Sumber dari industri aviasi menyebut bahwa Boeing tengah menjajaki diversifikasi tujuan pengiriman ke negara-negara Asia Tenggara seperti Vietnam dan Indonesia. Kedua negara tersebut mencatat pertumbuhan lalu lintas penumpang dan kebutuhan pesawat baru yang cukup besar pascapandemi. Namun, para analis memperingatkan bahwa pasar-pasar tersebut masih terlalu kecil untuk sepenuhnya mengimbangi hilangnya potensi permintaan dari Tiongkok.

Selain persoalan pengiriman ke China, Boeing juga sedang dalam fase pemulihan dari berbagai tantangan teknis dan regulasi yang dihadapi selama lima tahun terakhir. Termasuk di antaranya adalah penangguhan operasional 737 MAX pada 2019 serta perlambatan sertifikasi model 777X. Manajemen telah menyampaikan bahwa fokus utama saat ini adalah memperbaiki kinerja produksi, menjamin keselamatan, serta membangun kembali kepercayaan pelanggan global.

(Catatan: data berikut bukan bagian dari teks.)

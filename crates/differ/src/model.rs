//! The in-memory model of a relocatable object.
//!
//! The entity graph is cyclic (section ↔ symbol, section ↔ relocation
//! section, relocation entry → symbol → section → …), so an `ObjectModel` is
//! a pair of arenas addressed by [`SectionId`] and [`SymbolId`]; every
//! cross-reference is an index into a sibling arena instead of a pointer.
//!
//! `twin` ids point into the *other* input's arenas, and are only set by the
//! correlator. `twino` ids point between the patched arenas and the output
//! arenas, and are only set by the emitter; inside an output model, all the
//! remaining cross-references (`sec`, `base`, `rela`, …) keep pointing into
//! the *source* arenas it was copied from.

use bstr::BString;
use excise_object::{
    elf64::{
        Address, FileType, Machine, OsAbi, SectionHeader, SectionIndex, SymbolBinding, SymbolType,
        Version,
    },
    Endianness,
};
use log::debug;

/// Classification of an entity against its twin in the other object.
///
/// There is deliberately no default: every classification path must assign
/// one, and an entity still carrying `None` after classification is a bug.
#[derive(Debug, Clone, Copy, PartialEq, Eq)]
pub enum Status {
    /// The entity only exists on the patched side.
    New,
    /// The entity exists on both sides, with differing contents.
    Changed,
    /// The entity exists on both sides and is equivalent.
    Same,
}

impl Status {
    /// Human-readable rendition, for logs.
    pub fn as_str(&self) -> &'static str {
        match self {
            Self::New => "NEW",
            Self::Changed => "CHANGED",
            Self::Same => "SAME",
        }
    }
}

fn status_str(status: Option<Status>) -> &'static str {
    status.map_or("-", |status| status.as_str())
}

/// Index of a [`Section`] within an [`ObjectModel`] arena.
#[derive(Debug, Clone, Copy, PartialEq, Eq)]
pub struct SectionId(pub usize);

/// Index of a [`Symbol`] within an [`ObjectModel`] arena.
#[derive(Debug, Clone, Copy, PartialEq, Eq)]
pub struct SymbolId(pub usize);

/// The two mutually exclusive shapes of a section.
#[derive(Debug, Clone)]
pub enum SectionKind {
    /// A relocation section (`sh_type == SHT_RELA`).
    Rela {
        /// The target section this relocates.
        base: SectionId,
        /// The decoded relocation entries, in on-disk order.
        relas: Vec<Rela>,
    },
    /// Any other section.
    Regular {
        /// The relocation section applying to this section, if any.
        rela: Option<SectionId>,
        /// The `SECTION`-type symbol defining this section.
        secsym: Option<SymbolId>,
        /// The single function/object symbol defined in this section, if
        /// any (per-function/per-data sectioning contract).
        sym: Option<SymbolId>,
    },
}

/// A section of the object.
#[derive(Debug, Clone)]
pub struct Section {
    /// On-disk index, 1-based; the null section header is not modeled.
    pub index: usize,
    /// Section name.
    pub name: BString,
    /// Owned copy of the section header.
    pub header: SectionHeader,
    /// Owned copy of the section data; empty for `NoBits` sections.
    pub data: Vec<u8>,
    /// Classification against the twin.
    pub status: Option<Status>,
    /// Whether the section is part of the inclusion closure.
    pub include: bool,
    /// The matched section in the other input's model.
    pub twin: Option<SectionId>,
    /// The corresponding section across the patched/output boundary.
    pub twino: Option<SectionId>,
    /// Relocation-bearing or regular shape.
    pub kind: SectionKind,
}

impl Section {
    /// Whether this is a relocation section.
    pub fn is_rela(&self) -> bool {
        matches!(self.kind, SectionKind::Rela { .. })
    }

    /// The relocation entries, for a relocation section.
    pub fn relas(&self) -> Option<&[Rela]> {
        match &self.kind {
            SectionKind::Rela { relas, .. } => Some(relas),
            SectionKind::Regular { .. } => None,
        }
    }

    /// The relocation entries, mutable.
    pub fn relas_mut(&mut self) -> Option<&mut Vec<Rela>> {
        match &mut self.kind {
            SectionKind::Rela { relas, .. } => Some(relas),
            SectionKind::Regular { .. } => None,
        }
    }

    /// The target section, for a relocation section.
    pub fn base(&self) -> Option<SectionId> {
        match &self.kind {
            SectionKind::Rela { base, .. } => Some(*base),
            SectionKind::Regular { .. } => None,
        }
    }

    /// The relocation section applying to this section, for a regular one.
    pub fn rela(&self) -> Option<SectionId> {
        match &self.kind {
            SectionKind::Regular { rela, .. } => *rela,
            SectionKind::Rela { .. } => None,
        }
    }

    /// The defining function/object symbol, for a regular section.
    pub fn sym(&self) -> Option<SymbolId> {
        match &self.kind {
            SectionKind::Regular { sym, .. } => *sym,
            SectionKind::Rela { .. } => None,
        }
    }

    /// The `SECTION`-type symbol, for a regular section.
    pub fn secsym(&self) -> Option<SymbolId> {
        match &self.kind {
            SectionKind::Regular { secsym, .. } => *secsym,
            SectionKind::Rela { .. } => None,
        }
    }
}

/// A symbol of the object.
#[derive(Debug, Clone)]
pub struct Symbol {
    /// On-disk index; index 0 is the reserved null symbol.
    pub index: usize,
    /// Symbol name. `SECTION`-type symbols adopt their section's name.
    pub name: BString,
    /// Offset of the name within the symbol string table.
    pub name_offset: u32,
    /// Binding (scope).
    pub binding: SymbolBinding,
    /// Type.
    pub r#type: SymbolType,
    /// The raw `st_other` field.
    pub other: u8,
    /// The raw `st_shndx` field.
    pub section_index: SectionIndex,
    /// The `st_value` field.
    pub value: u64,
    /// The `st_size` field.
    pub size: u64,
    /// The defining section, resolved from `section_index` when it is a
    /// plain index.
    pub sec: Option<SectionId>,
    /// Classification against the twin.
    pub status: Option<Status>,
    /// Whether the symbol is part of the inclusion closure.
    pub include: bool,
    /// The matched symbol in the other input's model.
    pub twin: Option<SymbolId>,
    /// The corresponding symbol across the patched/output boundary.
    pub twino: Option<SymbolId>,
}

impl Symbol {
    /// The reserved null symbol occupying slot 0.
    pub fn null() -> Self {
        Self {
            index: 0,
            name: BString::from(""),
            name_offset: 0,
            binding: SymbolBinding::Local,
            r#type: SymbolType::NoType,
            other: 0,
            section_index: SectionIndex::Undefined,
            value: 0,
            size: 0,
            sec: None,
            status: None,
            include: false,
            twin: None,
            twino: None,
        }
    }

    /// The `st_info` byte, combining binding and type.
    pub fn info(&self) -> u8 {
        (self.binding.value() << 4) | (self.r#type.value() & 0x0f)
    }
}

/// A decoded relocation entry.
#[derive(Debug, Clone)]
pub struct Rela {
    /// Relocation type; processor-specific, carried around untouched.
    pub r#type: u32,
    /// Offset within the base section.
    pub offset: u64,
    /// Constant addend.
    pub addend: i64,
    /// The referenced symbol, in the same model.
    pub symbol: SymbolId,
    /// If the referenced symbol's section carries the `Strings` flag, the
    /// null-terminated text the addend points at. Relocations into merged
    /// string pools are correlated by this text rather than by addend, so
    /// that reordering the pool does not show up as a change.
    pub string: Option<BString>,
    /// Classification against the twin entry.
    pub status: Option<Status>,
    /// Index of the structurally equal entry in the twin section.
    pub twin: Option<usize>,
}

/// The in-memory model of one relocatable object.
#[derive(Debug)]
pub struct ObjectModel {
    /// Byte order of the object.
    pub endianness: Endianness,
    /// Object file version.
    pub version: Version,
    /// OS ABI.
    pub os_abi: OsAbi,
    /// Object file type.
    pub r#type: FileType,
    /// Machine architecture.
    pub machine: Machine,
    /// Processor-specific flags.
    pub processor_flags: u32,
    /// Entry point, if any (none for a relocatable object).
    pub entry_point: Option<Address>,
    /// Offset of the program-header table.
    pub program_header_offset: u64,
    /// Number of program headers. Non-zero means a linked image.
    pub program_header_count: u16,
    /// Sections, in on-disk order; `sections[i].index == i + 1`.
    pub sections: Vec<Section>,
    /// Symbols, in on-disk order; slot 0 is the reserved null symbol.
    pub symbols: Vec<Symbol>,
}

impl ObjectModel {
    /// An empty model sharing this model's file-level attributes; the
    /// starting point of the output object.
    pub fn empty_like(&self) -> Self {
        Self {
            endianness: self.endianness,
            version: self.version,
            os_abi: self.os_abi,
            r#type: self.r#type,
            machine: self.machine,
            processor_flags: self.processor_flags,
            entry_point: self.entry_point,
            program_header_offset: 0,
            program_header_count: 0,
            sections: Vec::new(),
            symbols: Vec::new(),
        }
    }

    /// Borrow a section.
    pub fn section(&self, id: SectionId) -> &Section {
        &self.sections[id.0]
    }

    /// Borrow a section, mutably.
    pub fn section_mut(&mut self, id: SectionId) -> &mut Section {
        &mut self.sections[id.0]
    }

    /// Borrow a symbol.
    pub fn symbol(&self, id: SymbolId) -> &Symbol {
        &self.symbols[id.0]
    }

    /// Borrow a symbol, mutably.
    pub fn symbol_mut(&mut self, id: SymbolId) -> &mut Symbol {
        &mut self.symbols[id.0]
    }

    /// All section ids, in on-disk order.
    pub fn section_ids(&self) -> impl Iterator<Item = SectionId> {
        (0..self.sections.len()).map(SectionId)
    }

    /// All symbol ids, in on-disk order, skipping the null symbol.
    pub fn symbol_ids(&self) -> impl Iterator<Item = SymbolId> {
        (1..self.symbols.len()).map(SymbolId)
    }

    /// Find a section by name.
    pub fn section_by_name(&self, name: &str) -> Option<SectionId> {
        self.sections
            .iter()
            .position(|section| section.name == name)
            .map(SectionId)
    }

    /// Find a symbol by name, skipping the null symbol.
    pub fn symbol_by_name(&self, name: &str) -> Option<SymbolId> {
        self.symbols
            .iter()
            .skip(1)
            .position(|symbol| symbol.name == name)
            .map(|position| SymbolId(position + 1))
    }

    /// Log the whole model at debug level: every section (with its
    /// relocation entries expanded), then every symbol, with statuses.
    pub fn dump(&self, label: &str) {
        if !log::log_enabled!(log::Level::Debug) {
            return;
        }

        debug!("=== {label}: sections ===");

        for section in &self.sections {
            match &section.kind {
                SectionKind::Rela { base, relas } => {
                    debug!(
                        "{:02} {} ({}), base -> {}",
                        section.index,
                        section.name,
                        status_str(section.status),
                        self.section(*base).name,
                    );

                    for rela in relas {
                        debug!(
                            "  sym {}, offset {}, type {}, {} {} {} ({})",
                            rela.symbol.0,
                            rela.offset,
                            rela.r#type,
                            self.symbol(rela.symbol).name,
                            if rela.addend < 0 { "-" } else { "+" },
                            rela.addend.unsigned_abs(),
                            status_str(rela.status),
                        );
                    }
                }

                SectionKind::Regular { rela, secsym, sym } => {
                    let mut line = format!(
                        "{:02} {} ({})",
                        section.index,
                        section.name,
                        status_str(section.status),
                    );

                    if let Some(sym) = sym {
                        line.push_str(&format!(", sym -> {}", self.symbol(*sym).name));
                    }

                    if let Some(secsym) = secsym {
                        line.push_str(&format!(", secsym -> {}", self.symbol(*secsym).name));
                    }

                    if let Some(rela) = rela {
                        line.push_str(&format!(", rela -> {}", self.section(*rela).name));
                    }

                    debug!("{line}");
                }
            }
        }

        debug!("=== {label}: symbols ===");

        for symbol in self.symbols.iter().skip(1) {
            let mut line = format!(
                "sym {:02}, type {}, bind {}, name {} ({})",
                symbol.index,
                symbol.r#type.value(),
                symbol.binding.value(),
                symbol.name,
                status_str(symbol.status),
            );

            if let Some(sec) = symbol.sec {
                line.push_str(&format!(" -> {}", self.section(sec).name));
            }

            debug!("{line}");
        }
    }
}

Dalam penutupan sesi perdagangan terbaru di Wall Street, saham Boeing mencatat kenaikan moderat setelah rilis laporan keuangan yang lebih baik dari perkiraan. Namun investor tetap mengamati perkembangan isu pengiriman internasional dengan hati-hati. Sejumlah analis memperkirakan bahwa ketidakpastian terkait pengiriman ke China dapat menjadi salah satu faktor risiko utama dalam laporan keuangan Boeing tahun 2025 mendatang.

Di tengah situasi ini, Boeing menegaskan bahwa pihaknya tetap berkomitmen untuk memenuhi kebutuhan global, namun akan mengutamakan pasar yang siap menerima produk mereka. Pernyataan CEO bahwa perusahaan “tidak akan membuat pesawat untuk pelanggan yang tidak bersedia menerimanya” adalah refleksi dari pendekatan bisnis yang kini lebih pragmatis dan responsif terhadap realitas geopasokan.

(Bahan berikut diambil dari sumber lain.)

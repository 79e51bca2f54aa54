//! Memory-mapped file reader.

use std::{
    ffi::c_void,
    fs,
    io::{Error, ErrorKind},
    ptr, slice,
};

use rustix::mm::{mmap, munmap, MapFlags, ProtFlags};

use super::*;

/// File reader based on `mmap(2)`.
pub struct Mmap {
    content: MmapContent,
}

impl FileReader for Mmap {
    type Bytes = MmapContent;

    fn open<P>(path: P) -> Result<Self>
    where
        P: AsRef<Path>,
    {
        let file = fs::File::open(path)?;

        let length = {
            let length: usize = file.metadata()?.len().try_into().map_err(|_| {
                Error::new(
                    ErrorKind::InvalidData,
                    "Memory map length is too large to fit in `usize`",
                )
            })?;

            if length == 0 {
                return Err(Error::new(
                    ErrorKind::InvalidInput,
                    "Memory map's length must not be zero",
                ));
            }

            length
        };

        let pointer = unsafe {
            mmap(ptr::null_mut(), length, ProtFlags::READ, MapFlags::PRIVATE, &file, 0)
                .map_err(|errno| Error::from_raw_os_error(errno.raw_os_error()))?
        };

        Ok(Self { content: MmapContent { _file: file, pointer, length } })
    }

    fn read_as_bytes(self) -> Result<Self::Bytes> {
        Ok(self.content)
    }
}

/// Represents the content read from a [`Mmap`].
pub struct MmapContent {
    _file: fs::File,
    pointer: *const c_void,
    length: usize,
}

impl Deref for MmapContent {
    type Target = [u8];

    fn deref(&self) -> &Self::Target {
        // SAFETY: The mapping covers `length` readable bytes for the whole
        // lifetime of `self`.
        unsafe { slice::from_raw_parts(self.pointer as *const u8, self.length) }
    }
}

impl Drop for MmapContent {
    fn drop(&mut self) {
        // `mmap(2)` returned a page-aligned pointer, `munmap(2)` rounds the
        // length up to a page boundary itself.
        let _ = unsafe { munmap(self.pointer as *mut _, self.length) };
    }
}

// SAFETY: `MmapContent.pointer`'s lifetime is tied to `MmapContent._file`, and
// the mapping is private and read-only.
unsafe impl Send for MmapContent {}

Ke depan, keputusan Boeing untuk menunda atau menghentikan produksi bagi pasar China bisa menjadi momen penting dalam pergeseran keseimbangan industri aviasi global. Apalagi, munculnya pemain baru seperti Comac dari Tiongkok menandai era baru dalam kompetisi produsen pesawat global. Namun, analis menyebut bahwa Comac masih sangat bergantung pada komponen dan teknologi asing, yang membuat persaingan langsung dalam jangka pendek masih terbatas.

Meski demikian, strategi Boeing dalam merespons dinamika pasar saat ini akan menentukan posisinya di masa depan. Keputusan untuk menghentikan produksi bagi pasar tertentu bukan hanya soal logistik, tapi juga menyangkut sinyal kepada pemegang saham bahwa perusahaan siap mengambil keputusan sulit demi keberlanjutan jangka panjang. Dengan kata lain, Boeing tampaknya tidak hanya menavigasi perubahan pasar, tetapi juga meredefinisi ulang peta ekspansi global mereka dalam dunia pasca-pandemi.